Revolution Memorial

Revolution Memorial
The project is questioning an important event from our recent history, the fall of the Iron Curtain, through the subject of memory in public space

Andrei Cîra
Timisoara, Romania
Links
Team members
Andrei Cîra
Field of work
Architecture
Project category
Public space
Project submitted
2023

Andrei is an architect living and working in Timisoara, with a strong interest in art history, practicing street art from a young age. Currently working in the architecture studio Andreescu&Gaivoronski, with projects where all scales are approached but with a focus on competitions. Some of his interests in the field are the subject of memory in public space, art in public space and landscaping.
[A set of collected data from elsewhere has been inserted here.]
//! Configuration System
//!
//! Layered configuration on top of the `config` crate. Sources, lowest
//! precedence first: built-in defaults, an optional TOML file, then
//! `MIR_`-prefixed environment variables (`MIR_GENERATION__RUN_MODE`,
//! `MIR_LOGGING__LEVEL`, ...). The `generation` section converts into an
//! [`Options`] list so file and environment values go through the same
//! last-writer-wins setters as options passed in code.

use crate::error::MirError;
use crate::logging::LoggingConfig;
use crate::options::{self, Options, RunMode};
use crate::pipeline::MAX_CAPACITY;
use config::{Config, Environment, File};
use serde::{Deserialize, Serialize};
use std::path::{Path, PathBuf};
use tracing::debug;

/// Root configuration structure
#[derive(Debug, Clone, Default, PartialEq, Eq, Serialize, Deserialize)]
pub struct MirConfig {
    #[serde(default)]
    pub generation: GenerationConfig,

    #[serde(default)]
    pub logging: LoggingConfig,
}

/// Generation settings. Unset fields keep the option defaults.
#[derive(Debug, Clone, PartialEq, Eq, Serialize, Deserialize)]
pub struct GenerationConfig {
    #[serde(default)]
    pub run_mode: Option<RunMode>,

    #[serde(default)]
    pub parser: Option<String>,

    #[serde(default)]
    pub generator: Option<String>,

    #[serde(default)]
    pub sink_path: Option<PathBuf>,

    #[serde(default)]
    pub default_tag: Option<String>,

    #[serde(default)]
    pub none_query: Option<bool>,

    #[serde(default)]
    pub cleanup: Option<bool>,

    /// Descriptor buffer size (0: unbounded)
    #[serde(default = "default_channel_capacity")]
    pub channel_capacity: usize,

    /// Cancel a run after this many seconds
    #[serde(default)]
    pub timeout_secs: Option<u64>,
}

fn default_channel_capacity() -> usize {
    10
}

impl Default for GenerationConfig {
    fn default() -> Self {
        Self {
            run_mode: None,
            parser: None,
            generator: None,
            sink_path: None,
            default_tag: None,
            none_query: None,
            cleanup: None,
            channel_capacity: default_channel_capacity(),
            timeout_secs: None,
        }
    }
}

impl GenerationConfig {
    /// One setter per configured field.
    pub fn options(&self) -> Options {
        let mut opts = Options::new();
        if let Some(mode) = self.run_mode {
            opts.push(options::run_mode(mode));
        }
        if let Some(name) = &self.parser {
            opts.push(options::parser_name(name.clone()));
        }
        if let Some(name) = &self.generator {
            opts.push(options::generator_name(name.clone()));
        }
        if let Some(path) = &self.sink_path {
            opts.push(options::sink_path(path.clone()));
        }
        if let Some(tag) = &self.default_tag {
            opts.push(options::default_tag(tag.clone()));
        }
        if let Some(enable) = self.none_query {
            opts.push(options::none_query(enable));
        }
        if let Some(enable) = self.cleanup {
            opts.push(options::cleanup(enable));
        }
        opts
    }

    pub fn validate(&self) -> Result<(), String> {
        if matches!(&self.parser, Some(name) if name.is_empty()) {
            return Err("Parser name cannot be empty".to_string());
        }
        if matches!(&self.generator, Some(name) if name.is_empty()) {
            return Err("Generator name cannot be empty".to_string());
        }
        if matches!(&self.sink_path, Some(path) if path.as_os_str().is_empty()) {
            return Err("Sink path cannot be empty".to_string());
        }
        if self.channel_capacity > MAX_CAPACITY {
            return Err(format!(
                "Channel capacity {} exceeds maximum {}",
                self.channel_capacity, MAX_CAPACITY
            ));
        }
        if self.timeout_secs == Some(0) {
            return Err("Timeout must be at least one second".to_string());
        }
        Ok(())
    }
}

impl MirConfig {
    /// Configured setters followed by `overrides`, which win on conflict.
    pub fn options_with(&self, overrides: Options) -> Options {
        let mut opts = self.generation.options();
        opts.extend(overrides);
        opts
    }

    pub fn validate(&self) -> Result<(), MirError> {
        self.generation
            .validate()
            .map_err(|e| MirError::Config(format!("generation: {}", e)))
    }
}

/// Loads [`MirConfig`] from file and environment.
pub struct ConfigLoader;

impl ConfigLoader {
    /// Defaults plus environment.
    pub fn load() -> Result<MirConfig, MirError> {
        Self::build(None)
    }

    /// Defaults, the TOML file at `path`, then environment.
    pub fn load_from_file(path: &Path) -> Result<MirConfig, MirError> {
        if !path.exists() {
            return Err(MirError::Config(format!(
                "Config file not found: {}",
                path.display()
            )));
        }
        Self::build(Some(path))
    }

    fn build(path: Option<&Path>) -> Result<MirConfig, MirError> {
        let mut builder = Config::builder()
            .set_default("generation.channel_capacity", default_channel_capacity() as i64)?;

        if let Some(path) = path {
            debug!(config_path = %path.display(), "Loading config file");
            builder = builder.add_source(File::from(path).required(true));
        }

        builder = builder.add_source(
            Environment::with_prefix("MIR")
                .prefix_separator("_")
                .separator("__"),
        );

        let config: MirConfig = builder.build()?.try_deserialize()?;
        config.validate()?;
        Ok(config)
    }
}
The project is questioning the way in which we are relating to an important event from our recent history, the fall of the Iron Curtain, through the subject of memory in public space. How do we commemorate this moment, where and through which means? The chosen site has a powerful symbolic connection to what the Romanian Revolution means. In December 1989, more than 100.000 people gathered there to win their freedom. Therefore, one of the premises of the project is to enhance the identity of this public space as liberty’s ground zero. Moreover, it focuses on creating a strong connection between the urban area and the underground intervention. The strategy aims to transform the underground passageway into a museum area and to rethink the public space around the idea of memory .The motivation behind the project was to generate an immersive space, a heterotopia (Foucault), where the visitor can have a one-on-one intimate experience with the project’s narrative. The architectural project is, before anything, a scenography that aims to create a specific atmosphere meant to serve as an environment in which the learning process can take place. The project narrative unfolds on a time-space axis, along which exhibition rooms emerge. There is a hidden side of the exhibition, inaccessible to the visitor, but visible throughout a series of viewfinders, screens and openings. This hidden part of the exhibition is made up of projections, interviews, dioramas and models, which aim to tell the narrative of the Revolution.
Thus, the memorial is a reflexion of the way in which we discuss the events of 1989 today. The curatorial project is based off of the multiple voices technique in which the narrative present itself though the interviews and testimonies of the participants. The viewer finds himself in the dark, thinking of the events that happened right above their head 30 years ago, trying to grasp their meaning.